The Annals of Emergency Medicine recently published a paper entitled “Preliminary Performance on the New CMS Sepsis-1 National Quality Measure: Early Insights From the Emergency Quality Network (E-QUAL).” In the paper, the authors review the performance of hospitals against the CMS Severe Sepsis/Septic Shock Early Management Bundle (SEP-1) quality measure. Their conclusion is that “preliminary data on SEP-1 performance suggest wide hospital-level variation in performance, with modest improvement during the first year of data collection.”
Within that conclusion lies perhaps the greatest tension underlying the herculean efforts to make healthcare better, safer, and more affordable. This tension is whether patients get the right care, better care, and cheaper care if clinical decisions are codified, governed, or even digitized, according to evidence, best practice, and guidelines. Or, is the right care, better care, and cheaper care better off in the hands of physicians to use their knowledge, experience, and judgment, with evidence, best practice and guidelines only used as a reference?
Stated differently, it’s the ongoing ideological war over what some people call “Cookbook Medicine.” Those who govern healthcare want to create approved recipes for clinical care that doctors follow. The assumption is that those recipes are the best possible recipes and consistently result in the best results for most patients, regardless of who and where they are. With physicians, this assumption causes cognitive dissonance.
This dissonance starts, according to sepsis specialist Dan Davis, MD, Director of the Center for Resuscitation Science at the University of California, San Diego (UCSD), “When regulatory requirements parallel clinical guidelines that appear somewhat arbitrary and capricious. There is no better example than the sepsis guidelines, which have been inconsistent at best, and outright contradictory at worst. And yet they influence hospital performance metrics and reimbursement. Cognitive dissonance manifests quite impressively in the physician approach to mandatory education. Once the information is perceived as having regulatory (but not clinical) relevance, the approach becomes pragmatic, and the learned information is laid down with less permanence and without connection to clinical practice neural networks (which involve both right and left brain connections).”

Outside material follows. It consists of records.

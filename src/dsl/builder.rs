use crate::dsl::Element;

/// Fluent construction of `WaNoTemplate` documents.
pub struct TemplateBuilder {
    name: String,
    root: Element,
    exec_command: Option<String>,
    input_files: Vec<(String, String)>,
    output_files: Vec<String>,
}

impl TemplateBuilder {
    pub fn new(name: &str) -> Self {
        Self {
            name: name.to_string(),
            root: Element::new("WaNoRoot").with_attr("name", name),
            exec_command: None,
            input_files: Vec::new(),
            output_files: Vec::new(),
        }
    }

    pub fn node(mut self, element: Element) -> Self {
        self.root.children.push(element);
        self
    }

    pub fn float(self, name: &str, value: f64) -> Self {
        self.node(float(name, value))
    }

    pub fn string(self, name: &str, value: &str) -> Self {
        self.node(string(name, value))
    }

    pub fn boxed(self, name: &str) -> BoxBuilder {
        BoxBuilder {
            template_builder: self,
            element: Element::new("WaNoDictBox").with_attr("name", name),
        }
    }

    pub fn exec_command(mut self, command: &str) -> Self {
        self.exec_command = Some(command.to_string());
        self
    }

    pub fn input_file(mut self, logical: &str, local: &str) -> Self {
        self.input_files.push((logical.to_string(), local.to_string()));
        self
    }

    pub fn output_file(mut self, name: &str) -> Self {
        self.output_files.push(name.to_string());
        self
    }

    pub fn build(self) -> Element {
        let mut inputs = Element::new("WaNoInputFiles");
        for (logical, local) in self.input_files {
            inputs.children.push(
                Element::new("WaNoInputFile")
                    .with_attr("logical_filename", logical)
                    .with_text(local),
            );
        }
        let mut outputs = Element::new("WaNoOutputFiles");
        for name in self.output_files {
            outputs
                .children
                .push(Element::new("WaNoOutputFile").with_text(name));
        }

        Element::new("WaNoTemplate")
            .with_child(Element::new("WaNoMeta").with_attr("name", self.name))
            .with_child(self.root)
            .with_child(
                Element::new("WaNoExecCommand").with_text(self.exec_command.unwrap_or_default()),
            )
            .with_child(inputs)
            .with_child(outputs)
    }

    pub fn build_xml(self) -> String {
        // Writing into an in-memory buffer only fails on invalid UTF-8,
        // which `Element` cannot hold.
        self.build().to_xml_string().unwrap_or_default()
    }
}

pub struct BoxBuilder {
    template_builder: TemplateBuilder,
    element: Element,
}

impl BoxBuilder {
    pub fn child(mut self, element: Element) -> Self {
        self.element.children.push(element);
        self
    }

    pub fn float(self, name: &str, value: f64) -> Self {
        self.child(float(name, value))
    }

    pub fn build(mut self) -> TemplateBuilder {
        self.template_builder.root.children.push(self.element);
        self.template_builder
    }
}

pub fn float(name: &str, value: f64) -> Element {
    Element::new("WaNoFloat")
        .with_attr("name", name)
        .with_text(format!("{value:?}"))
}

pub fn int(name: &str, value: i64) -> Element {
    Element::new("WaNoInt")
        .with_attr("name", name)
        .with_text(value.to_string())
}

pub fn boolean(name: &str, value: bool) -> Element {
    Element::new("WaNoBool")
        .with_attr("name", name)
        .with_text(if value { "True" } else { "False" })
}

pub fn string(name: &str, value: &str) -> Element {
    Element::new("WaNoString")
        .with_attr("name", name)
        .with_text(value)
}

pub fn file(name: &str, logical_filename: &str, path: &str, local: bool) -> Element {
    Element::new("WaNoFile")
        .with_attr("name", name)
        .with_attr("logical_filename", logical_filename)
        .with_attr("local", if local { "True" } else { "False" })
        .with_text(path)
}

pub fn dict(name: &str, children: Vec<Element>) -> Element {
    let mut element = Element::new("WaNoDictBox").with_attr("name", name);
    element.children = children;
    element
}

pub fn multiple_of(name: &str, instance: Vec<Element>) -> Element {
    let mut first = Element::new("Element").with_attr("id", "0");
    first.children = instance;
    Element::new("WaNoMultipleOf")
        .with_attr("name", name)
        .with_child(first)
}

pub fn dropdown(name: &str, entries: &[&str], chosen: usize) -> Element {
    let mut element = Element::new("WaNoDropDown").with_attr("name", name);
    for (i, entry) in entries.iter().enumerate() {
        let mut e = Element::new("Entry")
            .with_attr("id", i.to_string())
            .with_text(*entry);
        if i == chosen {
            e.set_attr("chosen", "True");
        }
        element.children.push(e);
    }
    element
}

/// A switch over `alternatives`, each `(switch_name, children)`.
pub fn switch(name: &str, switch_path: &str, alternatives: Vec<(&str, Vec<Element>)>) -> Element {
    let mut element = Element::new("WaNoSwitch")
        .with_attr("name", name)
        .with_attr("switch_path", switch_path);
    for (switch_name, children) in alternatives {
        let mut alt = dict(switch_name, children);
        alt.set_attr("switch_name", switch_name);
        element.children.push(alt);
    }
    element
}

The SEP-1 data, which drew from chart review at 50 emergency departments across the US, did not investigate sepsis outcomes; it measured compliance with the SEP-1 bundle. The fact that variation was wide and performance only modestly improved suggests that physicians and their hospitals:
- Don’t know the SEP-1 bundle
- Have difficulty interpreting and/or applying it
- Follow a different set of guidelines or practices
- Disagree with the evidence behind SEP-1
- And/or simply forgot to document or report their compliance
Sepsis has been around for a long time, as has the lack of agreed-upon knowledge about the best way to recognize and treat it. As physicians and standard-setters hold their ground, patients continue to suffer.
But there is hope.
The Amplifire Healthcare Alliance recently completed a national multi-site sepsis study involving 1,234 hospitalists, ER physicians, CCU physicians, and nurse practitioners across 23 hospitals and health systems. All study participants took the same accredited 30-minute sepsis course deployed on the Amplifire platform. The course included the most current evidence for diagnosing and treating sepsis and was vetted by the internal sepsis leaders at all 23 participating organizations.
While the findings of the Alliance study were startling — showing a great deal of confidently held misinformation and uncertainty among practicing clinicians about their understanding of the evidence for sepsis care—they were not surprising given the SEP-1 study findings. The Alliance study also revealed that Amplifire may represent a scalable way for hospital executives to reduce the cognitive dissonance physicians have toward sepsis (and other) evidence and guidelines, and thereby reduce clinical variation and increase guideline adherence.